Negli ultimi tempi i comuni sono divenuti più oculati nella loro gestione, più attenti. Si risparmia su tutto in modo preciso, razionale. E’ iniziata tutta una serie di iniziative per ridurre, per contrarre le spese in modo significativo.

Le feste paesane sono state abolite, molte commemorazioni accompagnate da rinfreschi sono state eliminate, i dipendenti comunali non hanno più in certi posti le macchinette del caffè e delle bevande, in certi ospedali bisogna portarsi la biancheria da casa, in certe scuole la carta igienica. Per natale non si fanno più i pacchi dono ai dipendenti, ma solo un insipido discorso di auguri fatto di frasi fatte. Prima si facevano pacchi con dolci, liquori, prelibatezze regionali. Si è passati dal lusso sfrenato alla miseria più nera. Non si comprano alberi di natale nuovi e non si fanno foto di gruppo con i colleghi. Il fasto del passato lascia spazio alla desolazione. Eppure ci potrebbe essere una via di mezzo. In fondo un pandoro si può regalare come buon augurio. Tutto è stato drasticamente ridotto, eliminato, soppiantato. Per i festeggiamenti non ci sono agevolazioni, incontri.

Non si usano più tovaglie rosse, addobbi, biglietti di auguri. Lo scambio di auguri fra colleghi avviene alla pausa pranzo in modo frettoloso, senza stappare nemmeno una bottiglia di vino scadente.
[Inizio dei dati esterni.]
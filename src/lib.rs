//! # blobscan
//!
//! Anti-malware scan orchestration for uploaded blobs, with verdict
//! normalization and compliance-ready audit logging.
//!
//! ## Overview
//!
//! blobscan sits between a storage pipeline and a remote, region-scoped
//! scanning backend. It lets you:
//!
//! - Open a scanner session once and reuse it for many scans
//! - Scan by multipart upload, by streaming bytes, or by local file path
//! - Turn heterogeneous backend responses into one clean/unclean verdict
//! - Record verdicts back onto the scanned blob as metadata and tags
//! - Emit structured audit events for every session and scan
//!
//! ## Quick Start
//!
//! ```rust,ignore
//! use blobscan::{ScannerConfig, ScannerSession};
//!
//! #[tokio::main]
//! async fn main() -> Result<(), Box<dyn std::error::Error>> {
//!     let config = ScannerConfig::from_env()?;
//!     let mut session = ScannerSession::open(config).await?;
//!
//!     let result = session.scan_file("/tmp/upload.bin").await?;
//!     if result.is_clean() {
//!         println!("File is clean!");
//!     } else if let Some(error) = result.error() {
//!         println!("Scan failed: {error}");
//!     }
//!
//!     session.close().await;
//!     Ok(())
//! }
//! ```
//!
//! ## Features
//!
//! - `default` - Includes the command-line binary
//! - `cli` - The `blobscan` binary (clap, anyhow, tracing-subscriber)
//!
//! ## Architecture
//!
//! - **Core**: Configuration, errors, the result envelope and the verdict
//!   normalizer
//! - **Transport**: The multipart uploader and the session channel
//! - **Session**: Handle lifecycle and scan dispatch
//! - **Blob**: Scan requests and verdict write-back for storage collaborators
//! - **Audit**: Structured logging for compliance

#![warn(missing_docs)]
#![warn(clippy::all)]
#![deny(unsafe_code)]

pub mod audit;
pub mod blob;
pub mod core;
pub mod session;
pub mod transport;

// Re-export commonly used types at the crate root
pub use crate::core::{
    BlobError, CaCertificate, ScanError, ScanOptions, ScanResult, ScanStrategy, ScannerConfig,
    Verdict,
};
pub use crate::session::ScannerSession;

/// Prelude module for convenient imports.
///
/// ```rust
/// use blobscan::prelude::*;
/// ```
pub mod prelude {
    pub use crate::blob::{
        record_verdict, BlobLocation, BlobScanRequest, MetadataWriter, ScanMetadata, ScanStatus,
    };
    pub use crate::core::{
        BlobError, CaCertificate, ScanError, ScanOptions, ScanResult, ScanStrategy, ScannerConfig,
        Verdict,
    };
    pub use crate::session::ScannerSession;
    pub use crate::transport::{Connector, ScanChannel};
}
La festa no si sente. I dipendenti trattati come persone di secondo livello, scaduti, decaduti. I dirigenti hanno invece lo stesso tenore di vita. Alla pausa pranzo vanno nei ristoranti costosi, si circondano di piante pregiate. La crisi economica sembra aver colpito solo il ceto medio basso. Per gli altri nessuno cambiamento sostanziale. Le dirigenti ostentano camicette di pizzo, gonne di raso, con il loro atteggiamento sostenuto, anzi più borioso visto il confronto con le altre. Nessuna po’ rivaleggiare dato il problema di soldi. I dirigenti avanzano con passo felpato avvolti in eleganti abiti gessati doppiopetto, con aria rilassata parlano di vacanze a Nairobi. Sono sostenuti a malapena augurano buon anno. Sono ermetici, silenziosi, austeri. Per loro sarà certo un buon anno, ma forse non per gli altri. Invitano a ridurre gli sprechi, è un messaggio chiaro rivolto ai dipendenti. La stanza dei dirigenti è piena di dolci e di regali dorati, di un profumo molto costoso.
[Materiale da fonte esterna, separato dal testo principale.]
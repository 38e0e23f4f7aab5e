//! Blob storage collaborators.
//!
//! The scanning core never talks to storage itself. This module holds the
//! contracts its neighbours use: the queued [`BlobScanRequest`] and the
//! [`MetadataWriter`] that records a verdict on the scanned blob.

mod metadata;
mod request;

pub use metadata::{
    record_verdict, Annotations, InMemoryMetadataWriter, MetadataWriter, ScanMetadata,
    ScanStatus, DEFAULT_ENGINE, DEFAULT_VERSION,
};
pub use request::{BlobLocation, BlobScanRequest};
Molti sindaci hanno abolito il carnevale, tolto le bancarelle dalle vie e dalle piazze, tolto persino i mercatini di natale. Solo le buche abbondano fino all’inverosimile ma nessuno le ripara.
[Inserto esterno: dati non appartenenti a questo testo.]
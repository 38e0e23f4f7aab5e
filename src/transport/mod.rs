//! Transport adapters that talk to the scanning backend.
//!
//! Two transports exist:
//!
//! - [`upload`] - one-shot multipart POST of a local file
//! - [`rpc`] - a long-lived session channel that accepts streamed uploads
//!   and local paths
//!
//! Both return the raw JSON response; turning it into a verdict is the job
//! of [`crate::core::verdict`]. [`mock`] provides an in-process channel for
//! tests.
//!
//! ## Implementing a Custom Channel
//!
//! ```rust,ignore
//! use blobscan::transport::{BoxedChannel, Connector, ScanChannel};
//! use blobscan::core::{ByteStream, ScanError, ScanOptions, ScannerConfig};
//! use async_trait::async_trait;
//! use serde_json::Value;
//! use std::path::Path;
//!
//! #[derive(Debug)]
//! struct MyConnector;
//!
//! #[async_trait]
//! impl Connector for MyConnector {
//!     async fn connect(&self, config: &ScannerConfig) -> Result<BoxedChannel, ScanError> {
//!         // Open a handle to the region-scoped backend...
//!         todo!()
//!     }
//! }
//! ```

pub mod mock;
pub mod rpc;
pub mod upload;

pub use mock::{MockChannel, MockConnector};
pub use rpc::{RpcChannel, RpcConnector};
pub use upload::HttpUploader;

use crate::core::{ByteStream, CaCertificate, ScanError, ScanOptions, ScannerConfig};

use async_trait::async_trait;
use serde_json::Value;
use std::fmt::Debug;
use std::path::Path;

/// An open handle to the scanning backend.
///
/// A channel is a single logical connection. It is not meant to be shared
/// by concurrent scans.
#[async_trait]
pub trait ScanChannel: Send + Sync + Debug {
    /// Endpoint this channel is bound to, for logging.
    fn endpoint(&self) -> &str;

    /// Scans a byte stream, returning the raw backend response.
    async fn scan_stream(
        &self,
        stream: ByteStream,
        file_name: &str,
        options: ScanOptions,
    ) -> Result<Value, ScanError>;

    /// Scans a local file, returning the raw backend response.
    async fn scan_file(&self, path: &Path, options: ScanOptions) -> Result<Value, ScanError>;

    /// Releases the handle.
    async fn close(&self) -> Result<(), ScanError>;
}

/// A boxed channel for type-erased storage.
pub type BoxedChannel = Box<dyn ScanChannel>;

/// Opens channels for a configuration.
#[async_trait]
pub trait Connector: Send + Sync + Debug {
    /// Acquires a channel to the region-scoped backend.
    async fn connect(&self, config: &ScannerConfig) -> Result<BoxedChannel, ScanError>;
}

/// Builds the HTTP client shared by both transports.
pub(crate) async fn build_http_client(config: &ScannerConfig) -> Result<reqwest::Client, ScanError> {
    let mut builder =
        reqwest::Client::builder().user_agent(concat!("blobscan/", env!("CARGO_PKG_VERSION")));

    if let Some(timeout) = config.timeout() {
        builder = builder.timeout(timeout);
    }

    if let Some(ca_cert) = config.ca_cert() {
        let pem = match ca_cert {
            CaCertificate::Path(path) => tokio::fs::read(path).await.map_err(|e| {
                ScanError::configuration(format!(
                    "failed to read CA certificate {}: {e}",
                    path.display()
                ))
            })?,
            CaCertificate::Pem(bytes) => bytes.clone(),
        };
        let cert = reqwest::Certificate::from_pem(&pem)
            .map_err(|e| ScanError::configuration(format!("invalid CA certificate: {e}")))?;
        builder = builder.add_root_certificate(cert);
    }

    builder
        .build()
        .map_err(|e| ScanError::configuration(format!("failed to create HTTP client: {e}")))
}

/// Maps a request failure, keeping the underlying message.
pub(crate) fn request_error(url: &str, err: reqwest::Error) -> ScanError {
    if err.is_timeout() {
        ScanError::transport(format!("request to {url} timed out: {err}"))
    } else if err.is_connect() {
        ScanError::transport(format!("connection to {url} failed: {err}"))
    } else {
        ScanError::transport(format!("request to {url} failed: {err}"))
    }
}

/// Reads a 200 response as JSON; any other status is an error.
pub(crate) async fn read_json_response(response: reqwest::Response) -> Result<Value, ScanError> {
    let status = response.status();
    if status != reqwest::StatusCode::OK {
        let body = response.text().await.unwrap_or_default();
        return Err(ScanError::HttpStatus {
            status: status.as_u16(),
            body,
        });
    }

    let bytes = response
        .bytes()
        .await
        .map_err(|e| ScanError::transport(format!("failed to read response body: {e}")))?;

    serde_json::from_slice(&bytes).map_err(|e| ScanError::parse(e.to_string()))
}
Nessuno pensa al tempo libero della povera gente ormai ridotto a un lumicino. A Roma la proverbiale piazza Navona non è più un mercato natalizio già da tempo. Mentre i signori del potere si abbronzano nei mari dei caraibi la povera gente passeggia in una piazza Navona quasi deserta. I bambini innocenti sono i primi a dire che non è giusto. Ridurre spesso è levare ossigeno alle persone che ci lavorano, alla gente che vuole divertirsi magari solo un’ora. Per un anziano piazza navona era un appuntamento irrinunciabile.